START Material for the task

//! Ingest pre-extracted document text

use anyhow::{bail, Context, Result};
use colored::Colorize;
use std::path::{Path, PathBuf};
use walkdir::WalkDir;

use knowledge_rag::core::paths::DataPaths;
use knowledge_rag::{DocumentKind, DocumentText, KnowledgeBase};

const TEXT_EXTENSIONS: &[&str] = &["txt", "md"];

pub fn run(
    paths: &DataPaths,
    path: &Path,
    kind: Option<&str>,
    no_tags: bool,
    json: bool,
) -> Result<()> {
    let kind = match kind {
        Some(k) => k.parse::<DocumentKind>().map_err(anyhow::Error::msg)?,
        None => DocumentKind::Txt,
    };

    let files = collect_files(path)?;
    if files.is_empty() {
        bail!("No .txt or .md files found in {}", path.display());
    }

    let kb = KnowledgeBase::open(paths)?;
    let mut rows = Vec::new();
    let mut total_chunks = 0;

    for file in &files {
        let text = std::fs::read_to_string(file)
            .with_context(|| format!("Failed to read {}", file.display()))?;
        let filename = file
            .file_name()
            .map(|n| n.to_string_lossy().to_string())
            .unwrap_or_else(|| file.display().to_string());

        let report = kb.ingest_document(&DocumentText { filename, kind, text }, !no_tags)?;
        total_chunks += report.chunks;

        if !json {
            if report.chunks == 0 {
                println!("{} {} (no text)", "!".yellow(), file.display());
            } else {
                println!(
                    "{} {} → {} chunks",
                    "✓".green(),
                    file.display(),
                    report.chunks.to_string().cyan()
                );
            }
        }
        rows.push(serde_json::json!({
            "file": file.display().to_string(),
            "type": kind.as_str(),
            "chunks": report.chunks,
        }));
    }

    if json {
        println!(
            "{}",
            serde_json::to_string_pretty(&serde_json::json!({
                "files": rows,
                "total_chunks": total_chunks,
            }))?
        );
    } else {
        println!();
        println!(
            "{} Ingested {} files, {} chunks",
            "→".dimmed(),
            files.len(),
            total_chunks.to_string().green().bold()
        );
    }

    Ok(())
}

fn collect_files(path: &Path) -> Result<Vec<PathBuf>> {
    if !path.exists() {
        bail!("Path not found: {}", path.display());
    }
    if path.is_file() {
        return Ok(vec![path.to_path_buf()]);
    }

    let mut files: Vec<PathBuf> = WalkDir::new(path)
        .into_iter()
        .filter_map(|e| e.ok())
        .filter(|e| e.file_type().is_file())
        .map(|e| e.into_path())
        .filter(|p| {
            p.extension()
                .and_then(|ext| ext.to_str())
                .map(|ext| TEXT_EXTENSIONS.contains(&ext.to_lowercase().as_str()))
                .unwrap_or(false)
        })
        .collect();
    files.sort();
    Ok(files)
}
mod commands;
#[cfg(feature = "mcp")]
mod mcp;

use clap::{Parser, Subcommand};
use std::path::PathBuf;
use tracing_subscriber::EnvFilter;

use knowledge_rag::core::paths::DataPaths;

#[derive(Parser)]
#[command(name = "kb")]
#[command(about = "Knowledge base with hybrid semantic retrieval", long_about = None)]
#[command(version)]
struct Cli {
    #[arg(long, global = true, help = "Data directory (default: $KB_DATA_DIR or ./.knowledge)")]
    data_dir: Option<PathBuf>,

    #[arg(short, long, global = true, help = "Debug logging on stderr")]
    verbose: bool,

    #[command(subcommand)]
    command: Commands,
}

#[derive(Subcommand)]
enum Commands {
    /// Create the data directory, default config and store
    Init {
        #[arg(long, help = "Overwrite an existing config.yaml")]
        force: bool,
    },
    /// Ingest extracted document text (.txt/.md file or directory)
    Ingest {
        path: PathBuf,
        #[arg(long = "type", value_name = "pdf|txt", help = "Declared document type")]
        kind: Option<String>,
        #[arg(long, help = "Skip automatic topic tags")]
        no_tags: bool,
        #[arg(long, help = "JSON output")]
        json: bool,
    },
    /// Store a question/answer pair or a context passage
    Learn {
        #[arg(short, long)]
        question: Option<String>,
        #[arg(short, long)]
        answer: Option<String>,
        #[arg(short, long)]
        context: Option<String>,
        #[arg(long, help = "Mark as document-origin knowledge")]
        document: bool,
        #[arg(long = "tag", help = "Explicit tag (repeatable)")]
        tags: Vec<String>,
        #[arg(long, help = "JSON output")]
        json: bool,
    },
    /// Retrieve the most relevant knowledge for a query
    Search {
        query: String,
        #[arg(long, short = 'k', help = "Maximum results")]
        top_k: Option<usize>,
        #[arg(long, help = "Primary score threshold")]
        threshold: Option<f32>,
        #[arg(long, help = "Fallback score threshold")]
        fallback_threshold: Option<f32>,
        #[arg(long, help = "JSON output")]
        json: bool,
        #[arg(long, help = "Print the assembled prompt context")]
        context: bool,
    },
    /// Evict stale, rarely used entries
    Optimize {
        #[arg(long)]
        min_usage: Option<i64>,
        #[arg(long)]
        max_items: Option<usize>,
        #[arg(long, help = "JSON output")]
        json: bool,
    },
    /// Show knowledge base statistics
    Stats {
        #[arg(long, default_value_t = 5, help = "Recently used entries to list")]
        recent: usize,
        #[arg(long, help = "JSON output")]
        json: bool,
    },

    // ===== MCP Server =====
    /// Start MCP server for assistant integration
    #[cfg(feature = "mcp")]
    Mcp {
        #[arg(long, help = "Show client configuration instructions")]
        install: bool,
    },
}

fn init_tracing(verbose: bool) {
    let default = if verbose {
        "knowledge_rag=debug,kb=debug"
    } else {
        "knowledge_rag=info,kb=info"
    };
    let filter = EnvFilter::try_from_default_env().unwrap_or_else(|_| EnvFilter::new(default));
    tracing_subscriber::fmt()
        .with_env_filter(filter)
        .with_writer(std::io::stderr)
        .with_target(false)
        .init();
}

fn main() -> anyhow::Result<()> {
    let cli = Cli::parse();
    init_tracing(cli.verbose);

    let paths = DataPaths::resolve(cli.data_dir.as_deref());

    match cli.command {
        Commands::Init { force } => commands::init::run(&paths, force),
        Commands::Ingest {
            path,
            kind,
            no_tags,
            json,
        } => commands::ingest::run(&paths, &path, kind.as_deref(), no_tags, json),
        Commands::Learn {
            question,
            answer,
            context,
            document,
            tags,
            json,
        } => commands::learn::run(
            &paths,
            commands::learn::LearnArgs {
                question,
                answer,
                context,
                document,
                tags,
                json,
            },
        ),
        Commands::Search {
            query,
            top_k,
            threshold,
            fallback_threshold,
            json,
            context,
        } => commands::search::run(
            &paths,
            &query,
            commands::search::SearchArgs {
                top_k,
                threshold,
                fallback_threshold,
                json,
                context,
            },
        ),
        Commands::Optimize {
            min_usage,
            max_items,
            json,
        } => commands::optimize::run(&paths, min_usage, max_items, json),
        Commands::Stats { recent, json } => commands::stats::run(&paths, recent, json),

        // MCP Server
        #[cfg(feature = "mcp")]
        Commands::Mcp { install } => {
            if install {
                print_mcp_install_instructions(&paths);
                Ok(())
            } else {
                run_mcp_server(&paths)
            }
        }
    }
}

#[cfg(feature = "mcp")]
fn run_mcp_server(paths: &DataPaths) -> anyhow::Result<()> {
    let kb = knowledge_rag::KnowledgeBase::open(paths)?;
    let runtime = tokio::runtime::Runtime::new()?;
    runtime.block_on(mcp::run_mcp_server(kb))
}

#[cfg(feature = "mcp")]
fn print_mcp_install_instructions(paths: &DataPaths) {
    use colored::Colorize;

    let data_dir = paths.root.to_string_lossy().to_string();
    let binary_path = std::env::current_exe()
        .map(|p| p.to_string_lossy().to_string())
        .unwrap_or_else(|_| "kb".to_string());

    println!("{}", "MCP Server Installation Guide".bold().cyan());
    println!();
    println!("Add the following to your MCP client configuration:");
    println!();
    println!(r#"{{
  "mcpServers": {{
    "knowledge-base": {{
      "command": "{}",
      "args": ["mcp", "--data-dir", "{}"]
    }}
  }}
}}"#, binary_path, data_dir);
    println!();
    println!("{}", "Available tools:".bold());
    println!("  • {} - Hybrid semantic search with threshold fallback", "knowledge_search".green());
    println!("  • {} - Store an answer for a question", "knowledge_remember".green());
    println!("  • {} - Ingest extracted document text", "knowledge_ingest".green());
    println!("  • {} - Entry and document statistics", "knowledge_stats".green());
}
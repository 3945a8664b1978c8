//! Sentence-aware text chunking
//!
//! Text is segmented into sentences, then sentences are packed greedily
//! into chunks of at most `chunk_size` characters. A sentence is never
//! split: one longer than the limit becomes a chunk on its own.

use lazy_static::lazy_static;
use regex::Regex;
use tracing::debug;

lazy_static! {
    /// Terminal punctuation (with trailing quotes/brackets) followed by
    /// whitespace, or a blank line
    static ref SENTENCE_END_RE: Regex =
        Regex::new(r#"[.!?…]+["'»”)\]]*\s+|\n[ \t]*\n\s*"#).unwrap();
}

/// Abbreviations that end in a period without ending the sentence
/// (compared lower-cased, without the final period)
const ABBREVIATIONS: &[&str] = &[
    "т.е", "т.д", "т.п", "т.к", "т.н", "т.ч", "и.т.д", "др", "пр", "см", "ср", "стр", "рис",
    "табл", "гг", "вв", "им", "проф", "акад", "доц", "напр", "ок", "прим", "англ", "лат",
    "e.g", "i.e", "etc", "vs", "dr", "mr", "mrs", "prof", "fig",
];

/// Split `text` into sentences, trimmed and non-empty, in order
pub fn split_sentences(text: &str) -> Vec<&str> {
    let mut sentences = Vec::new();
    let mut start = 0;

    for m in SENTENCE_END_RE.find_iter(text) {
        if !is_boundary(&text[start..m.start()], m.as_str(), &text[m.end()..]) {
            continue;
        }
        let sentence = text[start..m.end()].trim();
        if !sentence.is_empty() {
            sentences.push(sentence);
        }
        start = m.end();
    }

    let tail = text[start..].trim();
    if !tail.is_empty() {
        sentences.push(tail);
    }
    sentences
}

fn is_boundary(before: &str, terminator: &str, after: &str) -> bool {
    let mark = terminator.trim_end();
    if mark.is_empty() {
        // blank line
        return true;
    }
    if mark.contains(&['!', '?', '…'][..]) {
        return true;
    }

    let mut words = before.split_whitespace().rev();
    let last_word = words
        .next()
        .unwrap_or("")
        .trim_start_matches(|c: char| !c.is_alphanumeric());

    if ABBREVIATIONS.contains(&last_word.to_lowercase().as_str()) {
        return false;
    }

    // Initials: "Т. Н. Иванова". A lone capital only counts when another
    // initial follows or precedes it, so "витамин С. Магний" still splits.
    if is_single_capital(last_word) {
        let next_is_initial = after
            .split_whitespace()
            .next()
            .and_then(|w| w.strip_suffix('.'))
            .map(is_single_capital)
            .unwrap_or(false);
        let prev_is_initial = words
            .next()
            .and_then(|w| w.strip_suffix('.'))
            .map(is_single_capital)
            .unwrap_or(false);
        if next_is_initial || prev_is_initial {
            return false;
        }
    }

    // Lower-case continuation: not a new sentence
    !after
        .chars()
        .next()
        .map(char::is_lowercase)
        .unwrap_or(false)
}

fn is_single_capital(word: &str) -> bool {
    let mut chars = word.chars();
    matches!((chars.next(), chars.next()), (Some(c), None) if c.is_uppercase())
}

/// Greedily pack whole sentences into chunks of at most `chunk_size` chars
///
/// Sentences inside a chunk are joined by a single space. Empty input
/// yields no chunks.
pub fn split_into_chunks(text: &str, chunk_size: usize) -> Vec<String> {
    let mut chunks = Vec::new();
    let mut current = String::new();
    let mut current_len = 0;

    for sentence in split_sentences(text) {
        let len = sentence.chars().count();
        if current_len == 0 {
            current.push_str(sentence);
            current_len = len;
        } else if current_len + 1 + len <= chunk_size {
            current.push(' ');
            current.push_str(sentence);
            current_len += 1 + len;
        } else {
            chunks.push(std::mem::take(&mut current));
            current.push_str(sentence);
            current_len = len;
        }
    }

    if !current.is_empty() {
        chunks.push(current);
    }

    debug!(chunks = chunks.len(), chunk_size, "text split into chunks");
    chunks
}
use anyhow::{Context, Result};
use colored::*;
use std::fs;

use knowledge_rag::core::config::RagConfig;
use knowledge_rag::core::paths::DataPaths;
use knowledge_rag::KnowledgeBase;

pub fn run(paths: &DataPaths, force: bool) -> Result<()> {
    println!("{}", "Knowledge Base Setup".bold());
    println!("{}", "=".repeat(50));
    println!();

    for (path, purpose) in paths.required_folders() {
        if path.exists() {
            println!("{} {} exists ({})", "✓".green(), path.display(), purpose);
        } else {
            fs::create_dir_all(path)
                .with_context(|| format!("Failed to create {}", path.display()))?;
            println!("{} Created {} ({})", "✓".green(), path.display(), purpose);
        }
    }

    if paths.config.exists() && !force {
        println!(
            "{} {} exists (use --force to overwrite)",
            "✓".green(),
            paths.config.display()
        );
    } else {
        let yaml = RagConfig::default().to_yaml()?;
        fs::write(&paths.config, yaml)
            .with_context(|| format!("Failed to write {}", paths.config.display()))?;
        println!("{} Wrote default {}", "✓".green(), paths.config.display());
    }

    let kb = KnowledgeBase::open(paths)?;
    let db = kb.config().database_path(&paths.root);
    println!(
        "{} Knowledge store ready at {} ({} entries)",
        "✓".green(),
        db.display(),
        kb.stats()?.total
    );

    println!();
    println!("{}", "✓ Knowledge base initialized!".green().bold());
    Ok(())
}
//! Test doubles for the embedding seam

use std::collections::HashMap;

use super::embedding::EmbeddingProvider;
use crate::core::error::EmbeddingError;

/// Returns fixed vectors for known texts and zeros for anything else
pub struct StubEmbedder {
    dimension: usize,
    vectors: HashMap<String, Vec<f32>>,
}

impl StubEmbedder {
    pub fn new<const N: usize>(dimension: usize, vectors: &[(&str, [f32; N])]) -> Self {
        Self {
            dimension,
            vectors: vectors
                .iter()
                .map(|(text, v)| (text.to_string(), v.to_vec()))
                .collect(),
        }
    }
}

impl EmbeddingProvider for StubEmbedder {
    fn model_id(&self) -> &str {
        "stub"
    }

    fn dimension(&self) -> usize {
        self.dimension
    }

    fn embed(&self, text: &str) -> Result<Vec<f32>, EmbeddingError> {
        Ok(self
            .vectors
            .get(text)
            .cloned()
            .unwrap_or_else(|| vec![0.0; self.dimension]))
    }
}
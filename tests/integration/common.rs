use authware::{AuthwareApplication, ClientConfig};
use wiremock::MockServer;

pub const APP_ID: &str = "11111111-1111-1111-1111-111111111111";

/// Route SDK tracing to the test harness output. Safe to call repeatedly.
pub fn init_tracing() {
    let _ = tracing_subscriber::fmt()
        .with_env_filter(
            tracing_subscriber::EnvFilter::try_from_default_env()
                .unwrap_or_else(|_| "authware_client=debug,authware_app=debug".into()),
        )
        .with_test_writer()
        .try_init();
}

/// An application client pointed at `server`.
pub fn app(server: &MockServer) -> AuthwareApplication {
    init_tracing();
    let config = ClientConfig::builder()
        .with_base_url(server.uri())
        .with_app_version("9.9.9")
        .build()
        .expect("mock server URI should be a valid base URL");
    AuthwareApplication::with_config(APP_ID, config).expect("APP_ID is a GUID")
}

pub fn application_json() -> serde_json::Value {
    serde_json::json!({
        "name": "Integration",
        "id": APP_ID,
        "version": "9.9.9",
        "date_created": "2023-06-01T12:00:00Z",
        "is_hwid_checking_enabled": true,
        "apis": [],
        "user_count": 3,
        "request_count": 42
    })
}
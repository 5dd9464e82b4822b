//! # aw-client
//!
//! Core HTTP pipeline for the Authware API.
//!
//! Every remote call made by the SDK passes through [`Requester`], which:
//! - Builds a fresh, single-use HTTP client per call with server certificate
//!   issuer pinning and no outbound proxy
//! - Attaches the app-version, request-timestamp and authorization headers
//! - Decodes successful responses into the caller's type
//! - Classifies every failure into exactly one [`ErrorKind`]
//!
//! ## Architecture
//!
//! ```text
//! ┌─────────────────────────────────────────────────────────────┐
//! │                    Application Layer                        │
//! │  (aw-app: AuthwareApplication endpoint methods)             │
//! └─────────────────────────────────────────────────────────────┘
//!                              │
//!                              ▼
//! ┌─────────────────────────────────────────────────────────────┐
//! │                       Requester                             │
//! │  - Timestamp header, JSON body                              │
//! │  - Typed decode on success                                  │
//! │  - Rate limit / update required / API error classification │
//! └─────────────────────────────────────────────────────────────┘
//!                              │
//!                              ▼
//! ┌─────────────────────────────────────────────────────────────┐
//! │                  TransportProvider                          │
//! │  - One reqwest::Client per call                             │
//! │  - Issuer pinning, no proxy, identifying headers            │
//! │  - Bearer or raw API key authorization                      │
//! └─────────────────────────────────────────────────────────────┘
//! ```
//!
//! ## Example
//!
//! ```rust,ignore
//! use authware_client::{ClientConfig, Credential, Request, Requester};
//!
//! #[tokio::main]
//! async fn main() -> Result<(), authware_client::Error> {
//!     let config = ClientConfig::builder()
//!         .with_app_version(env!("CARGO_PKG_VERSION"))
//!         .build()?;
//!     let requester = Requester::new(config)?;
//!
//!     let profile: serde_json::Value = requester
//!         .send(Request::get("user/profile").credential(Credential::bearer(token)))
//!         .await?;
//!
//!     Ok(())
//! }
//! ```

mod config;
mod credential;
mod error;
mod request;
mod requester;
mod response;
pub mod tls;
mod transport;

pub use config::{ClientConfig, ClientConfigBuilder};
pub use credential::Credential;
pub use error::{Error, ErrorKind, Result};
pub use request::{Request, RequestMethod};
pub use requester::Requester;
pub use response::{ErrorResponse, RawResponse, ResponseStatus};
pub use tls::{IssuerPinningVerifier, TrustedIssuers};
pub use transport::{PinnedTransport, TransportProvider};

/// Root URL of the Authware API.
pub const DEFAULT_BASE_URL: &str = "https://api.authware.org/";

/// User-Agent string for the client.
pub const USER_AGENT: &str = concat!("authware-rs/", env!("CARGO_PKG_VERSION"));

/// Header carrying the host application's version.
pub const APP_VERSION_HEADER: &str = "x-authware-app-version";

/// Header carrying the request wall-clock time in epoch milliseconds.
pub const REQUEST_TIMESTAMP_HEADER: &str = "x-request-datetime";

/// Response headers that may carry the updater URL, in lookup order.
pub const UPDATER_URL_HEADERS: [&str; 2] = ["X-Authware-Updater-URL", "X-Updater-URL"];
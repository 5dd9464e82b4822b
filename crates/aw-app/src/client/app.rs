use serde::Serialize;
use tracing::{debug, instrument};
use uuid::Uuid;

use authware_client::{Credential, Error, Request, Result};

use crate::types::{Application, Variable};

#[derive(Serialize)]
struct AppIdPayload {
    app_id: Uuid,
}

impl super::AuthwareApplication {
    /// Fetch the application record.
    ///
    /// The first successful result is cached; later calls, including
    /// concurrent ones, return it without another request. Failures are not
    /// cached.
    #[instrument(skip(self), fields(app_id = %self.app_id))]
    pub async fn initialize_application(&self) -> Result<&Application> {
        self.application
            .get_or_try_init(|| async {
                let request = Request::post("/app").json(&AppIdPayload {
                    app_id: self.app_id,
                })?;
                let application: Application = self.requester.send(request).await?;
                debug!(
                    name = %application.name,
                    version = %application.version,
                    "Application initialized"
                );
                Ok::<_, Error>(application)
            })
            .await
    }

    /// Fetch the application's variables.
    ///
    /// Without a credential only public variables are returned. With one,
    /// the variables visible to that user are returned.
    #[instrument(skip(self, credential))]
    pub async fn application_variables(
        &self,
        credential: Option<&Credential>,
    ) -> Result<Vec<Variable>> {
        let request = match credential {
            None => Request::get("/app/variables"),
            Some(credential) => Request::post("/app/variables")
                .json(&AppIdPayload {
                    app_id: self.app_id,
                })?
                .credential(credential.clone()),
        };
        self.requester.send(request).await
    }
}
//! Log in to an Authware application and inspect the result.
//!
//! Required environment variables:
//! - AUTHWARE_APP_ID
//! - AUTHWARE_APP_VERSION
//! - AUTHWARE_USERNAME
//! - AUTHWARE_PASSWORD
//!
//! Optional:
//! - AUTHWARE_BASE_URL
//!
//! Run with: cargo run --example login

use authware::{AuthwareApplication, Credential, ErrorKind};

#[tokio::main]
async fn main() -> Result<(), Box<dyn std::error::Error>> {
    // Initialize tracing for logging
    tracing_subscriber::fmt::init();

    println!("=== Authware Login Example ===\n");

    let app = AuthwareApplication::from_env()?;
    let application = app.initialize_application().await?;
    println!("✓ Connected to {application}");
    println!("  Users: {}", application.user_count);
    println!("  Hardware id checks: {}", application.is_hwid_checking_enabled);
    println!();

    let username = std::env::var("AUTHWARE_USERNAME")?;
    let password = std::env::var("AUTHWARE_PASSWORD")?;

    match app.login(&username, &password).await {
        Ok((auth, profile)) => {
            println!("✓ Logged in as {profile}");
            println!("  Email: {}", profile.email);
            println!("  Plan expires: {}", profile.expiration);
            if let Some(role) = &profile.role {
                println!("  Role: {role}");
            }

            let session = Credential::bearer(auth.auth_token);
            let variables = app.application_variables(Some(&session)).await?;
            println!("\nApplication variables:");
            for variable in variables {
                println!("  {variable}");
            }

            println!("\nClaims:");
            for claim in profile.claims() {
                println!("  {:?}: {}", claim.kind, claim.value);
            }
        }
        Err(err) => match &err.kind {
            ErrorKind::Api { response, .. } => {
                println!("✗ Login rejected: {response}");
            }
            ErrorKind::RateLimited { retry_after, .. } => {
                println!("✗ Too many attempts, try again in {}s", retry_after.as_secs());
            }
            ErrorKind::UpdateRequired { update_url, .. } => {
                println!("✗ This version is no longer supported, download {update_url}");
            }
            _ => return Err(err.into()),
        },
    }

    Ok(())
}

END Material for the task

- **Problem description**
Go through the listing above and copy each line that contains "dimension".

- **Exercise result**
    dimension: usize,
    pub fn new<const N: usize>(dimension: usize, vectors: &[(&str, [f32; N])]) -> Self {
            dimension,
    fn dimension(&self) -> usize {
        self.dimension
            .unwrap_or_else(|| vec![0.0; self.dimension]))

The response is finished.